[WORK ITEM]:
Each entry is to be restated word for word, with nothing omitted.

··········

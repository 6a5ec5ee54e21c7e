// handlers/elevated/users/mod.rs - Account administration

pub mod delete; // DELETE /api/v1/user/:id
pub mod list;   // GET /api/v1/users

pub use delete::user_delete;
pub use list::users_get;
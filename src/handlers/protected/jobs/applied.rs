// handlers/protected/jobs/applied.rs - GET /api/v1/jobs/applied handler

use axum::{extract::State, Extension};

use crate::database::models::Job;
use crate::middleware::{ApiResponse, ApiResult, AuthUser};
use crate::state::AppState;

pub async fn jobs_applied_get(
    State(state): State<AppState>,
    Extension(AuthUser(user)): Extension<AuthUser>,
) -> ApiResult<Vec<Job>> {
    let jobs = state.jobs.applied_by(user.id).await?;
    Ok(ApiResponse::results(jobs))
}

··········

[RESULT OF THIS TASK]:
repository 6a5ec5ee54e21c7e
// handlers/elevated/users/mod.rs - Account administration

pub mod delete; // DELETE /api/v1/user/:id
pub mod list;   // GET /api/v1/users

pub use delete::user_delete;
pub use list::users_get;
filename src/handlers/protected/jobs/applied.rs
// handlers/protected/jobs/applied.rs - GET /api/v1/jobs/applied handler

use axum::{extract::State, Extension};

use crate::database::models::Job;
use crate::middleware::{ApiResponse, ApiResult, AuthUser};
use crate::state::AppState;

pub async fn jobs_applied_get(
    State(state): State<AppState>,
    Extension(AuthUser(user)): Extension<AuthUser>,
) -> ApiResult<Vec<Job>> {
    let jobs = state.jobs.applied_by(user.id).await?;
    Ok(ApiResponse::results(jobs))
}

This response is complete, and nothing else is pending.